I attended Thursday night’s (March 22) performance of Verdi’s Requiem by the National Symphony Orchestra, which was repeated on Friday and Saturday nights, all close to sell out performances. (This post is a follow up report to my March 15 preview on background for the Requiem.) You can say what Verdi’s Requiem is, but you can’t say what it’s not. It is a requiem. It is also a beautiful piece of music with equally beautiful choral and soloist parts. It is a religious work and experience. It is dramatic and can be considered an opera or an oratorio. It is a great work of art, and for these performances, it was also a cultural happening capped by an outstanding performance.
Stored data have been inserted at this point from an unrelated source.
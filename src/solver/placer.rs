//! Greedy slot search for one session.
//!
//! Enumerates `building x day x hour x room` in a fixed order and takes the
//! first slot the verifier accepts. Buildings and rooms iterate in sorted
//! name order, so identical inputs always pick identical slots.

use tracing::trace;

use crate::catalog::Catalog;
use crate::models::{ClassSession, WEEK_DAYS};
use crate::time::format_hour;
use crate::verifier::{is_room_suitable, is_slot_free};

use super::SolveError;

/// First hour of the teaching day.
const DAY_START_HOUR: u32 = 8;
/// End of the teaching day; sessions must finish by this hour.
const DAY_END_HOUR: u32 = 20;
/// Substitute duration when the catalog gives no usable length.
const FALLBACK_DURATION_HOURS: u32 = 2;

/// Places sessions against a growing schedule.
#[derive(Debug, Clone, Copy)]
pub struct Placer<'a> {
    catalog: &'a Catalog,
}

impl<'a> Placer<'a> {
    /// Creates a placer over a catalog.
    pub fn new(catalog: &'a Catalog) -> Self {
        Self { catalog }
    }

    /// Duration in hours for a candidate: the subject's per-type length,
    /// or two hours when the subject is unknown or the length is zero.
    fn duration_hours(&self, candidate: &ClassSession) -> u32 {
        match self.catalog.subject(&candidate.subject_name) {
            Some(subject) => {
                let length = subject.length_for(candidate.session_type);
                if length == 0 {
                    FALLBACK_DURATION_HOURS
                } else {
                    length
                }
            }
            None => FALLBACK_DURATION_HOURS,
        }
    }

    /// Tries to place `candidate` against `scheduled`.
    ///
    /// On success the candidate's room and time fields are assigned and
    /// `Ok(true)` is returned; on exhaustion the candidate is left unplaced
    /// and `Ok(false)` is returned. A candidate whose group is missing from
    /// the catalog is a fatal error: the effective size cannot be computed.
    pub fn try_place(
        &self,
        candidate: &mut ClassSession,
        scheduled: &[ClassSession],
    ) -> Result<bool, SolveError> {
        let group = self
            .catalog
            .group(&candidate.group_id)
            .ok_or_else(|| SolveError::UnknownGroup(candidate.group_id.clone()))?;

        // Subgroups bring roughly half the group.
        let effective_size = if candidate.sub_group.is_empty() {
            group.size
        } else {
            group.size / 2
        };

        let duration = self.duration_hours(candidate);

        for place in self.catalog.places() {
            for day in WEEK_DAYS {
                for hour in DAY_START_HOUR..DAY_END_HOUR {
                    if hour + duration > DAY_END_HOUR {
                        continue;
                    }
                    let start = format_hour(hour);
                    let end = format_hour(hour + duration);

                    for (room_name, room) in &place.rooms {
                        if !is_room_suitable(candidate, room) {
                            continue;
                        }
                        if room.capacity < effective_size {
                            continue;
                        }

                        candidate.assign(&place.name, room_name, day, &start, &end);
                        if is_slot_free(self.catalog, scheduled, candidate, day, &start, &end) {
                            trace!(
                                subject = %candidate.subject_name,
                                group = %candidate.group_id,
                                day,
                                start = %start,
                                room = %room_name,
                                "session placed"
                            );
                            return Ok(true);
                        }
                    }
                }
            }
        }

        candidate.clear_assignment();
        Ok(false)
    }
}

#[cfg(test)]
mod tests {
    use super::*;
    use crate::models::{Group, Place, Room, RoomFlag, SessionType, Subject, Teacher};

    fn base_catalog() -> Catalog {
        Catalog::new()
            .with_subject(Subject::new("Math").with_teacher("T1").with_courses(1.0, 2))
            .with_group(Group::new("911").with_size(30).with_subject("Math"))
            .with_place(Place::new("B").with_room("R", Room::new(50)))
            .with_teacher(Teacher::new("T1").with_availability("Monday", "08:00", "20:00"))
    }

    #[test]
    fn test_places_first_feasible_slot() {
        let catalog = base_catalog();
        let placer = Placer::new(&catalog);
        let mut session = ClassSession::new("Math", SessionType::Course, "911")
            .with_teacher("T1");

        assert!(placer.try_place(&mut session, &[]).expect("no fatal error"));
        assert_eq!(session.building_name, "B");
        assert_eq!(session.room_name, "R");
        assert_eq!(session.day, "Monday");
        assert_eq!(session.start_time, "08:00");
        assert_eq!(session.end_time, "10:00");
    }

    #[test]
    fn test_failed_candidate_stays_unplaced() {
        // Only room is too small for the whole group.
        let catalog = Catalog::new()
            .with_subject(Subject::new("Math").with_courses(1.0, 2))
            .with_group(Group::new("911").with_size(100))
            .with_place(Place::new("B").with_room("R", Room::new(10)));
        let placer = Placer::new(&catalog);
        let mut session = ClassSession::new("Math", SessionType::Course, "911");

        assert!(!placer.try_place(&mut session, &[]).expect("no fatal error"));
        assert!(!session.is_placed());
        assert!(session.room_name.is_empty());
    }

    #[test]
    fn test_unknown_group_is_fatal() {
        let catalog = base_catalog();
        let placer = Placer::new(&catalog);
        let mut session = ClassSession::new("Math", SessionType::Course, "999");

        assert!(matches!(
            placer.try_place(&mut session, &[]),
            Err(SolveError::UnknownGroup(_))
        ));
    }

    #[test]
    fn test_unknown_subject_gets_two_hour_fallback() {
        let catalog = Catalog::new()
            .with_group(Group::new("911"))
            .with_place(Place::new("B").with_room("R", Room::new(50)));
        let placer = Placer::new(&catalog);
        let mut session = ClassSession::new("Mystery", SessionType::Course, "911");

        assert!(placer.try_place(&mut session, &[]).expect("no fatal error"));
        assert_eq!(session.start_time, "08:00");
        assert_eq!(session.end_time, "10:00");
    }

    #[test]
    fn test_zero_length_gets_two_hour_fallback() {
        let catalog = Catalog::new()
            .with_subject(Subject::new("Math").with_courses(1.0, 0))
            .with_group(Group::new("911"))
            .with_place(Place::new("B").with_room("R", Room::new(50)));
        let placer = Placer::new(&catalog);
        let mut session = ClassSession::new("Math", SessionType::Course, "911");

        assert!(placer.try_place(&mut session, &[]).expect("no fatal error"));
        assert_eq!(session.end_time, "10:00");
    }

    #[test]
    fn test_subgroup_needs_half_capacity() {
        let catalog = Catalog::new()
            .with_subject(Subject::new("Lab").with_laboratories(1.0, 2))
            .with_group(Group::new("911").with_size(30).with_laboratory_split(2))
            .with_place(Place::new("B").with_room("R", Room::new(15)));
        let placer = Placer::new(&catalog);

        let mut whole = ClassSession::new("Lab", SessionType::Laboratory, "911");
        assert!(!placer.try_place(&mut whole, &[]).expect("no fatal error"));

        let mut half = ClassSession::new("Lab", SessionType::Laboratory, "911")
            .with_sub_group("1");
        assert!(placer.try_place(&mut half, &[]).expect("no fatal error"));
    }

    #[test]
    fn test_room_flag_forces_other_room() {
        let catalog = Catalog::new()
            .with_subject(Subject::new("Lab").with_laboratories(1.0, 2))
            .with_group(Group::new("911").with_size(20))
            .with_place(
                Place::new("B")
                    .with_room("R1", Room::new(50).with_flag(RoomFlag::NoLaboratory))
                    .with_room("R2", Room::new(50)),
            );
        let placer = Placer::new(&catalog);
        let mut session = ClassSession::new("Lab", SessionType::Laboratory, "911");

        assert!(placer.try_place(&mut session, &[]).expect("no fatal error"));
        assert_eq!(session.room_name, "R2");
    }

    #[test]
    fn test_second_session_takes_next_slot() {
        let catalog = Catalog::new()
            .with_subject(Subject::new("Math").with_courses(1.0, 2))
            .with_group(Group::new("911").with_size(30))
            .with_group(Group::new("912").with_size(30))
            .with_place(Place::new("B").with_room("R", Room::new(50)));
        let placer = Placer::new(&catalog);

        let mut first = ClassSession::new("Math", SessionType::Course, "911");
        assert!(placer.try_place(&mut first, &[]).expect("no fatal error"));

        let mut second = ClassSession::new("Math", SessionType::Course, "912");
        assert!(placer
            .try_place(&mut second, std::slice::from_ref(&first))
            .expect("no fatal error"));

        assert_eq!(first.start_time, "08:00");
        assert_eq!(second.start_time, "10:00");
        assert_eq!(second.end_time, "12:00");
    }

    #[test]
    fn test_session_never_runs_past_closing() {
        // A 3-hour session cannot start at 18:00 or later.
        let catalog = Catalog::new()
            .with_subject(Subject::new("Long").with_courses(1.0, 3))
            .with_group(Group::new("911").with_size(10))
            .with_place(Place::new("B").with_room("R", Room::new(50)));
        let placer = Placer::new(&catalog);

        let mut scheduled = Vec::new();
        // Fill Monday through Friday until nothing fits.
        loop {
            let mut session = ClassSession::new("Long", SessionType::Course, "911")
                .with_sub_group(format!("{}", scheduled.len() + 1));
            if !placer
                .try_place(&mut session, &scheduled)
                .expect("no fatal error")
            {
                break;
            }
            scheduled.push(session);
        }

        assert!(!scheduled.is_empty());
        for s in &scheduled {
            let end: u32 = s.end_time[..2].parse().expect("hour");
            assert!(end <= 20);
        }
    }
}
The audience was crammed with people and the stage was crammed with performers, instruments, and expectations (trumpets at one point even appeared in the side wings of the concert hall). To call this a performance by the National Symphony Orchestra is accurate but not complete. Above and behind the orchestra was seated four premier opera soloists, a soprano (Leah Crocetto), a mezzo soprano (Veronica Simeoni), a tenor (Russell Thomas), a bass-baritone (Eric Owens), the Washington Chorus led by Christopher Bell, and the Choral Arts society of Washington led by Scott Tucker. This constellation of players constitutes a happening and led us all to expect we were in store for a great performance, but those expectations were raised even higher by our knowledge that NSO’s new conductor, Gianandrea Noseda has achieved notoriety for conducting the Requiem. It was also a happening because Maestro Noseda was introducing his Washington audience to one of his signature works.
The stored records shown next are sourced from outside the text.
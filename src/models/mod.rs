//! Timetabling domain models.
//!
//! Provides the core data types for describing a university timetabling
//! problem: what is taught ([`Subject`]), by whom ([`Teacher`]), to whom
//! ([`Group`]), where ([`Place`], [`Room`]), and the schedulable unit that
//! ties them together ([`ClassSession`]).
//!
//! All catalog records are immutable after load; only [`ClassSession`]
//! mutates, exactly once, when the solver places it.

mod group;
mod interval;
mod place;
mod session;
mod subject;
mod teacher;

pub use group::{Group, DEFAULT_GROUP_SIZE};
pub use interval::TimeInterval;
pub use place::{Place, Room, RoomFlag};
pub use session::{ClassSession, SessionType, WeekMask, WEEK_DAYS};
pub use subject::Subject;
pub use teacher::{Teacher, TeachingAbility};
//! Distributed greedy solver for weekly university timetables.
//!
//! Expands a catalog of subjects, teachers, groups, and buildings into the
//! required class sessions, then assigns each one a day, start time, and
//! room such that no hard constraint is violated: room suitability and
//! capacity, teacher availability windows, group/subgroup exclusion, and
//! week-parity overlap.
//!
//! # Modules
//!
//! - **`models`**: Domain types: `Subject`, `Teacher`, `Place`, `Group`,
//!   `ClassSession`, `WeekMask`
//! - **`catalog`**: Read-only keyed lookup tables over the loaded records
//! - **`config`**: JSON catalog ingestion from a configuration directory
//! - **`workload`**: Expansion of the catalog into unplaced sessions
//! - **`verifier`**: Static and dynamic placement predicates
//! - **`codec`**: Length-prefixed binary framing of sessions for the wire
//! - **`solver`**: The greedy search: a local single-pass solver and a
//!   coordinator/worker fabric that parallelizes it
//! - **`validation`**: Post-solve integrity checks over a finished schedule
//! - **`output`**: JSON schedule export
//!
//! # Architecture
//!
//! The solve is a greedy first-fit pass with no backtracking: sessions are
//! shuffled into a reproducible order and placed one by one against the
//! growing schedule. The distributed driver keeps those semantics by
//! funnelling all commits through a single coordinator, which re-verifies
//! every incoming placement against the schedule as it stands.

pub mod catalog;
pub mod codec;
pub mod config;
pub mod models;
pub mod output;
pub mod solver;
pub mod time;
pub mod validation;
pub mod verifier;
pub mod workload;
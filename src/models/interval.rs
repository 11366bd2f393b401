//! Availability interval model.
//!
//! Teachers and buildings declare when they are open as lists of
//! `HH:MM` intervals per weekday.

use serde::{Deserialize, Serialize};

use crate::time::to_minutes;

/// A daily availability interval `[start, end]` in `HH:MM` notation.
#[derive(Debug, Clone, PartialEq, Eq, Serialize, Deserialize)]
pub struct TimeInterval {
    /// Interval start (inclusive).
    pub start: String,
    /// Interval end (inclusive for containment checks).
    pub end: String,
}

impl TimeInterval {
    /// Creates a new interval.
    pub fn new(start: impl Into<String>, end: impl Into<String>) -> Self {
        Self {
            start: start.into(),
            end: end.into(),
        }
    }

    /// Whether `[start, end]` lies fully within this interval.
    ///
    /// Malformed time strings are never contained.
    pub fn contains_span(&self, start: &str, end: &str) -> bool {
        let (Ok(av_start), Ok(av_end), Ok(s), Ok(e)) = (
            to_minutes(&self.start),
            to_minutes(&self.end),
            to_minutes(start),
            to_minutes(end),
        ) else {
            return false;
        };
        av_start <= s && e <= av_end
    }
}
Even though I am not religious, I once visited the Vatican Museum in Rome to view the great paintings of Michelangelo on the ceiling of the Cistine Chapel. For me it was undertaken as an arts experience, but viewing the ceiling felt like a spiritual one. One can approach the Requiem the same way, but it is impossible to overlook its religious nature. The handout program for the Requiem contained the text in Latin and English for the mass that serves as the libretto for the Requiem. I wanted to just listen, but I also wanted to see how the music and singing were supporting the text, so I followed along as best I could. The music and singing for the Dies Irae, the wrath of God on judgment day, did raise the hair on the back of my neck as had been advertised. This was Verdi music I did not recognize. I sometimes now can recognize music I hear as being Verdi’s, and most often my misses are when it is Donizetti or maybe Rossini. However, if I had heard this work without knowing it was Verdi, I would not have guessed it. It had soft parts in addition to the hair raising parts with pounding bass drums and shimmering trumpets; it had beautiful, melodic parts, as well has as voices stressed by emotional pleading. Yet somehow to me, it always seemed reverential, and in the end, it too felt spiritual; the program book felt like a hymnal.
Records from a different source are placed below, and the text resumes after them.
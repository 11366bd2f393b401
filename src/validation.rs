//! Schedule integrity validation.
//!
//! Checks a completed schedule against the catalog's hard constraints:
//! - Placement fields present, day within Monday..Friday
//! - Sessions inside the 08:00-20:00 teaching window
//! - Duration matching the subject's configured length
//! - Room flags and capacity respected
//! - No pairwise conflicts (room, teacher, group/subgroup)
//! - Teacher availability containment
//!
//! The solver enforces all of this during placement; this module makes the
//! same guarantees independently checkable after the fact.

use crate::catalog::Catalog;
use crate::models::{ClassSession, WEEK_DAYS};
use crate::time::{overlap, to_minutes};

/// Validation result.
pub type ScheduleCheck = Result<(), Vec<ScheduleViolation>>;

/// A detected schedule violation.
#[derive(Debug, Clone, PartialEq)]
pub struct ScheduleViolation {
    /// Violation category.
    pub kind: ViolationKind,
    /// Human-readable description.
    pub message: String,
}

/// Categories of schedule violations.
#[derive(Debug, Clone, PartialEq, Eq)]
pub enum ViolationKind {
    /// A session is missing placement fields or placed on an invalid day.
    Unplaced,
    /// A session starts before 08:00, ends after 20:00, or has a
    /// non-positive duration.
    OutsideTeachingWindow,
    /// A session's duration does not match the subject's configured length.
    DurationMismatch,
    /// A session sits in a room that forbids its type.
    ForbiddenRoom,
    /// A room is smaller than the attending (sub)group.
    CapacityExceeded,
    /// Two sessions collide on a room, teacher, or group.
    SessionConflict,
    /// A session lies outside its teacher's availability.
    TeacherUnavailable,
}

impl ScheduleViolation {
    fn new(kind: ViolationKind, message: impl Into<String>) -> Self {
        Self {
            kind,
            message: message.into(),
        }
    }
}

/// Validates a completed schedule.
///
/// Returns `Ok(())` when every check passes, otherwise all detected
/// violations.
pub fn validate_schedule(catalog: &Catalog, scheduled: &[ClassSession]) -> ScheduleCheck {
    let mut violations = Vec::new();

    for session in scheduled {
        check_placement(session, &mut violations);
        check_window(session, &mut violations);
        check_duration(catalog, session, &mut violations);
        check_room(catalog, session, &mut violations);
        check_teacher(catalog, session, &mut violations);
    }

    for (i, a) in scheduled.iter().enumerate() {
        for b in &scheduled[i + 1..] {
            check_pair(a, b, &mut violations);
        }
    }

    if violations.is_empty() {
        Ok(())
    } else {
        Err(violations)
    }
}

fn describe(session: &ClassSession) -> String {
    let sub = if session.sub_group.is_empty() {
        String::new()
    } else {
        format!("/{}", session.sub_group)
    };
    format!(
        "{} {} for {}{}",
        session.subject_name,
        session.session_type.label(),
        session.group_id,
        sub
    )
}

fn check_placement(session: &ClassSession, violations: &mut Vec<ScheduleViolation>) {
    if !session.is_placed() || session.room_name.is_empty() {
        violations.push(ScheduleViolation::new(
            ViolationKind::Unplaced,
            format!("{} has no placement", describe(session)),
        ));
        return;
    }
    if !WEEK_DAYS.contains(&session.day.as_str()) {
        violations.push(ScheduleViolation::new(
            ViolationKind::Unplaced,
            format!(
                "{} placed on invalid day {:?}",
                describe(session),
                session.day
            ),
        ));
    }
}

fn check_window(session: &ClassSession, violations: &mut Vec<ScheduleViolation>) {
    let (Ok(start), Ok(end)) = (
        to_minutes(&session.start_time),
        to_minutes(&session.end_time),
    ) else {
        violations.push(ScheduleViolation::new(
            ViolationKind::OutsideTeachingWindow,
            format!("{} has malformed times", describe(session)),
        ));
        return;
    };
    if start < 8 * 60 || end > 20 * 60 || start >= end {
        violations.push(ScheduleViolation::new(
            ViolationKind::OutsideTeachingWindow,
            format!(
                "{} runs {}-{}",
                describe(session),
                session.start_time,
                session.end_time
            ),
        ));
    }
}

fn check_duration(
    catalog: &Catalog,
    session: &ClassSession,
    violations: &mut Vec<ScheduleViolation>,
) {
    let Some(subject) = catalog.subject(&session.subject_name) else {
        return;
    };
    let (Ok(start), Ok(end)) = (
        to_minutes(&session.start_time),
        to_minutes(&session.end_time),
    ) else {
        return;
    };
    let configured = subject.length_for(session.session_type);
    let expected_minutes = if configured == 0 {
        120
    } else {
        configured as i32 * 60
    };
    if end - start != expected_minutes {
        violations.push(ScheduleViolation::new(
            ViolationKind::DurationMismatch,
            format!(
                "{} runs {} minutes, expected {}",
                describe(session),
                end - start,
                expected_minutes
            ),
        ));
    }
}

fn check_room(catalog: &Catalog, session: &ClassSession, violations: &mut Vec<ScheduleViolation>) {
    let room = catalog
        .place(&session.building_name)
        .and_then(|place| place.rooms.get(&session.room_name));
    let Some(room) = room else {
        violations.push(ScheduleViolation::new(
            ViolationKind::ForbiddenRoom,
            format!(
                "{} placed in unknown room {}/{}",
                describe(session),
                session.building_name,
                session.room_name
            ),
        ));
        return;
    };

    if room.forbids(session.session_type) {
        violations.push(ScheduleViolation::new(
            ViolationKind::ForbiddenRoom,
            format!(
                "{} placed in room {} which forbids it",
                describe(session),
                session.room_name
            ),
        ));
    }

    if let Some(group) = catalog.group(&session.group_id) {
        let effective_size = if session.sub_group.is_empty() {
            group.size
        } else {
            group.size / 2
        };
        if room.capacity < effective_size {
            violations.push(ScheduleViolation::new(
                ViolationKind::CapacityExceeded,
                format!(
                    "{} needs {} seats, room {} has {}",
                    describe(session),
                    effective_size,
                    session.room_name,
                    room.capacity
                ),
            ));
        }
    }
}

fn check_teacher(
    catalog: &Catalog,
    session: &ClassSession,
    violations: &mut Vec<ScheduleViolation>,
) {
    if session.teacher_name.is_empty() {
        return;
    }
    let Some(teacher) = catalog.teacher(&session.teacher_name) else {
        return;
    };
    if !teacher.is_available(&session.day, &session.start_time, &session.end_time) {
        violations.push(ScheduleViolation::new(
            ViolationKind::TeacherUnavailable,
            format!(
                "{} on {} {}-{} is outside {}'s availability",
                describe(session),
                session.day,
                session.start_time,
                session.end_time,
                session.teacher_name
            ),
        ));
    }
}

fn check_pair(a: &ClassSession, b: &ClassSession, violations: &mut Vec<ScheduleViolation>) {
    if a.day != b.day {
        return;
    }
    if !a.week_mask.intersects(b.week_mask) {
        return;
    }
    if !overlap(&a.start_time, &a.end_time, &b.start_time, &b.end_time) {
        return;
    }

    if a.room_name == b.room_name {
        violations.push(ScheduleViolation::new(
            ViolationKind::SessionConflict,
            format!(
                "{} and {} share room {} at the same time",
                describe(a),
                describe(b),
                a.room_name
            ),
        ));
    }
    if !a.teacher_name.is_empty() && a.teacher_name == b.teacher_name {
        violations.push(ScheduleViolation::new(
            ViolationKind::SessionConflict,
            format!(
                "{} and {} share teacher {} at the same time",
                describe(a),
                describe(b),
                a.teacher_name
            ),
        ));
    }
    if a.group_id == b.group_id {
        let either_whole_group = a.sub_group.is_empty() || b.sub_group.is_empty();
        if either_whole_group || a.sub_group == b.sub_group {
            violations.push(ScheduleViolation::new(
                ViolationKind::SessionConflict,
                format!(
                    "{} and {} occupy group {} at the same time",
                    describe(a),
                    describe(b),
                    a.group_id
                ),
            ));
        }
    }
}

#[cfg(test)]
mod tests {
    use super::*;
    use crate::models::{Group, Place, Room, RoomFlag, SessionType, Subject, Teacher, WeekMask};

    fn sample_catalog() -> Catalog {
        Catalog::new()
            .with_subject(Subject::new("Math").with_teacher("T1").with_courses(1.0, 2))
            .with_group(Group::new("911").with_size(30))
            .with_place(
                Place::new("B")
                    .with_room("R", Room::new(50))
                    .with_room("Small", Room::new(10).with_flag(RoomFlag::NoLaboratory)),
            )
            .with_teacher(Teacher::new("T1").with_availability("Monday", "08:00", "12:00"))
    }

    fn placed_course(room: &str, day: &str, start: &str, end: &str) -> ClassSession {
        let mut s = ClassSession::new("Math", SessionType::Course, "911").with_teacher("T1");
        s.assign("B", room, day, start, end);
        s
    }

    #[test]
    fn test_valid_schedule() {
        let catalog = sample_catalog();
        let schedule = vec![placed_course("R", "Monday", "08:00", "10:00")];
        assert!(validate_schedule(&catalog, &schedule).is_ok());
    }

    #[test]
    fn test_unplaced_session() {
        let catalog = sample_catalog();
        let schedule = vec![ClassSession::new("Math", SessionType::Course, "911")];
        let errors = validate_schedule(&catalog, &schedule).unwrap_err();
        assert!(errors.iter().any(|v| v.kind == ViolationKind::Unplaced));
    }

    #[test]
    fn test_invalid_day() {
        let catalog = sample_catalog();
        let schedule = vec![placed_course("R", "Sunday", "08:00", "10:00")];
        let errors = validate_schedule(&catalog, &schedule).unwrap_err();
        assert!(errors.iter().any(|v| v.kind == ViolationKind::Unplaced));
    }

    #[test]
    fn test_outside_teaching_window() {
        let catalog = sample_catalog();
        let early = vec![placed_course("R", "Monday", "06:00", "08:00")];
        let errors = validate_schedule(&catalog, &early).unwrap_err();
        assert!(errors
            .iter()
            .any(|v| v.kind == ViolationKind::OutsideTeachingWindow));
    }

    #[test]
    fn test_duration_mismatch() {
        let catalog = sample_catalog();
        let schedule = vec![placed_course("R", "Monday", "08:00", "11:00")];
        let errors = validate_schedule(&catalog, &schedule).unwrap_err();
        assert!(errors
            .iter()
            .any(|v| v.kind == ViolationKind::DurationMismatch));
    }

    #[test]
    fn test_forbidden_room_and_capacity() {
        let catalog = sample_catalog();
        let mut lab = ClassSession::new("Math", SessionType::Laboratory, "911");
        lab.assign("B", "Small", "Monday", "08:00", "10:00");
        let errors = validate_schedule(&catalog, &[lab]).unwrap_err();

        assert!(errors.iter().any(|v| v.kind == ViolationKind::ForbiddenRoom));
        assert!(errors
            .iter()
            .any(|v| v.kind == ViolationKind::CapacityExceeded));
    }

    #[test]
    fn test_room_conflict() {
        let catalog = sample_catalog();
        let mut other = ClassSession::new("Math", SessionType::Course, "912");
        other.assign("B", "R", "Monday", "09:00", "11:00");
        let schedule = vec![placed_course("R", "Monday", "08:00", "10:00"), other];
        let errors = validate_schedule(&catalog, &schedule).unwrap_err();
        assert!(errors
            .iter()
            .any(|v| v.kind == ViolationKind::SessionConflict));
    }

    #[test]
    fn test_disjoint_week_masks_do_not_conflict() {
        let catalog = sample_catalog();
        let mut odd = ClassSession::new("Math", SessionType::Laboratory, "911")
            .with_sub_group("1")
            .with_week_mask(WeekMask::ODD);
        odd.assign("B", "R", "Monday", "08:00", "10:00");
        let mut even = ClassSession::new("Math", SessionType::Laboratory, "911")
            .with_sub_group("2")
            .with_week_mask(WeekMask::EVEN);
        even.assign("B", "R", "Monday", "08:00", "10:00");

        // Laboratory length is unset, so the 2-hour fallback applies and
        // the duration check passes.
        assert!(validate_schedule(&catalog, &[odd, even]).is_ok());
    }

    #[test]
    fn test_teacher_unavailable() {
        let catalog = sample_catalog();
        let schedule = vec![placed_course("R", "Monday", "14:00", "16:00")];
        let errors = validate_schedule(&catalog, &schedule).unwrap_err();
        assert!(errors
            .iter()
            .any(|v| v.kind == ViolationKind::TeacherUnavailable));
    }

    #[test]
    fn test_empty_schedule_is_valid() {
        let catalog = sample_catalog();
        assert!(validate_schedule(&catalog, &[]).is_ok());
    }
}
Performances were uniformly excellent by all involved, and I feel no desire to draw distinctions, preferring to remember this as a performance of the whole; check the professional reviews linked below, all laudatory, for individual comments. I will comment on Conductor Noseda. He was the person who pulled all of these extraordinary resources together and pushed the results towards magnificence. I have only heard him and his orchestra once previously, at a dress rehearsal for a performance of Gershwin’s “An American in Paris”, which renewed my love of that work. One senses that Mr. Noseda is going to bring a host of new fans to National Symphony Orchestra performances. I am examining my calendar now. I hope that this Verdi’s Requiem becomes an annual happening.